Talvez a conseqüência mais notória da globalização seja o enfraquecimento do Estado-nação. Veja-se que ocorre justamente o contrário do que ocorreu nas outras ondas de mundialização, em que os Estados fortaleceram-se enormemente. Atualmente, o Estado, com as tradicionais características a ele associadas, especialmente a soberania, constitui um entrave ao processo globalizador. Houve um esvaziamento da soberania e da autonomia dos Estados nacionais (FARIA apud CELLI JUNIOR,1999, p. 53). Nesse contexto, o discurso neoliberal tomou proporções bastante significativas e, servindo aos donos do capital, praticamente derrubou o Estado Providência, ou Estado do Bem Estar Social (Welfare State), que, preocupado em garantir a seus cidadãos direitos sociais e igualdade, mergulhara em uma crise fiscal, que ainda perdura em diversos países. O neoliberalismo apresentou-se como se fosse a única saída para a crise político-econômica que o mundo atravessava com a referida

crise fiscal e o esgotamento do modelo socialista, ou mesmo social-democrata. Crise, aliás, que se renovou recentemente, a partir do final do ano de 2008, mas agora talvez como esgotamento do próprio modelo neoliberal, tendo em vista que suas soluções, ou tentativas de, envolveram grande intervenção estatal.

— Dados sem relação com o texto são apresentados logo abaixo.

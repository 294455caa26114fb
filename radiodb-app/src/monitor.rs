//! Station monitors and the long-running supervisor.

use crate::pending;
use anyhow::{Context, Result};
use chrono::Utc;
use futures::{Stream, StreamExt};
use radiodb_core::{Config, Database, StationConfig};
use radiodb_spotify::SearchClient;
use radiodb_stream::{SongInfo, StreamError};
use std::sync::Arc;
use tokio::task::JoinSet;
use tokio_util::sync::CancellationToken;
use tracing::info;

/// Run one monitor task per configured station plus the single pending
/// worker, until killed or until the first task fails.
pub async fn run(db: Arc<Database>, config: Config) -> Result<()> {
    let cancel = CancellationToken::new();
    {
        let cancel = cancel.clone();
        tokio::spawn(async move {
            if tokio::signal::ctrl_c().await.is_ok() {
                info!("Received Ctrl+C, shutting down");
                cancel.cancel();
            }
        });
    }

    let search = Arc::new(
        SearchClient::new(&config.spotify)
            .await
            .context("Failed to obtain a Spotify application token")?,
    );
    let http = reqwest::Client::new();
    let config = Arc::new(config);

    let mut tasks = JoinSet::new();
    for station in config.stations.clone() {
        let db = Arc::clone(&db);
        let http = http.clone();
        let cancel = cancel.clone();
        tasks.spawn(async move { monitor_station(&db, &http, &station, cancel).await });
    }
    {
        let db = Arc::clone(&db);
        let config = Arc::clone(&config);
        let cancel = cancel.clone();
        tasks.spawn(async move { pending::run(&db, search.as_ref(), &config, cancel).await });
    }

    // Propagate the first failure; dropping the set aborts the survivors.
    while let Some(joined) = tasks.join_next().await {
        joined.context("Task aborted")??;
    }
    Ok(())
}

/// Reconcile the station row from config, then feed its observation stream
/// into the pending table.
async fn monitor_station(
    db: &Database,
    http: &reqwest::Client,
    station_config: &StationConfig,
    cancel: CancellationToken,
) -> Result<()> {
    let station = db
        .upsert_station(&station_config.key, &station_config.name, &station_config.url)
        .await?;
    info!("Monitoring {} ({})", station.name, station.url);

    let stream = radiodb_stream::read_song_info(http, &station_config.url);
    watch(db, station.id, stream, cancel).await
}

/// Insert a pending row whenever the observed `(artist, title)` changes.
/// Observations missing either field are ignored.
async fn watch(
    db: &Database,
    station_id: i64,
    stream: impl Stream<Item = Result<SongInfo, StreamError>> + Unpin,
    cancel: CancellationToken,
) -> Result<()> {
    let mut stream = stream;
    let mut last_artist = String::new();
    let mut last_title = String::new();
    loop {
        let item = tokio::select! {
            () = cancel.cancelled() => return Ok(()),
            item = stream.next() => item,
        };
        let Some(item) = item else {
            return Ok(());
        };
        let info = item?;
        let (Some(artist), Some(title)) = (info.artist, info.title) else {
            continue;
        };
        if artist != last_artist || title != last_title {
            info!("Station {station_id} now playing: {artist} - {title}");
            db.insert_pending(station_id, &artist, &title, Utc::now()).await?;
            last_artist = artist;
            last_title = title;
        }
    }
}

O atual modelo capitalista especulativo não está preocupado com a produção. Assim, o desemprego no Estado neoliberal é estrutural. Como bem coloca Chauí (1999, p. 29):

O desemprego tornou-se estrutural, deixando de ser acidental ou expressão de uma crise conjuntural, porque a forma contemporânea do capitalismo, ao contrário de sua forma clássica, não opera por inclusão de toda a sociedade no mercado de trabalho e de consumo, mas por exclusão (grifo nosso).

Além disso, o modelo de divisão do trabalho também mudou. Hoje temos uma divisão internacional, graças à flexibilização das antigas plantas industriais rígidas (Taylor, Fayol e Ford). Essa divisão internacional do trabalho dificulta a tomada de consciência do trabalhador como classe, facilitando, em contrapartida, a redução e enfraquecimento de seus direitos sociais. A mobilidade das indústrias permite que os empresários barganhem a instalação de suas fábricas com vários Estados, ou até dentro de um mesmo país, possibilitando-lhes grandes vantagens fiscais, trabalhistas, ambientais, entre outras. Perde o Estado, perde o trabalhador, perde o meio ambiente, enfim, perde a sociedade.

Diante de todo esse quadro, a concentração do capital atinge níveis jamais vistos.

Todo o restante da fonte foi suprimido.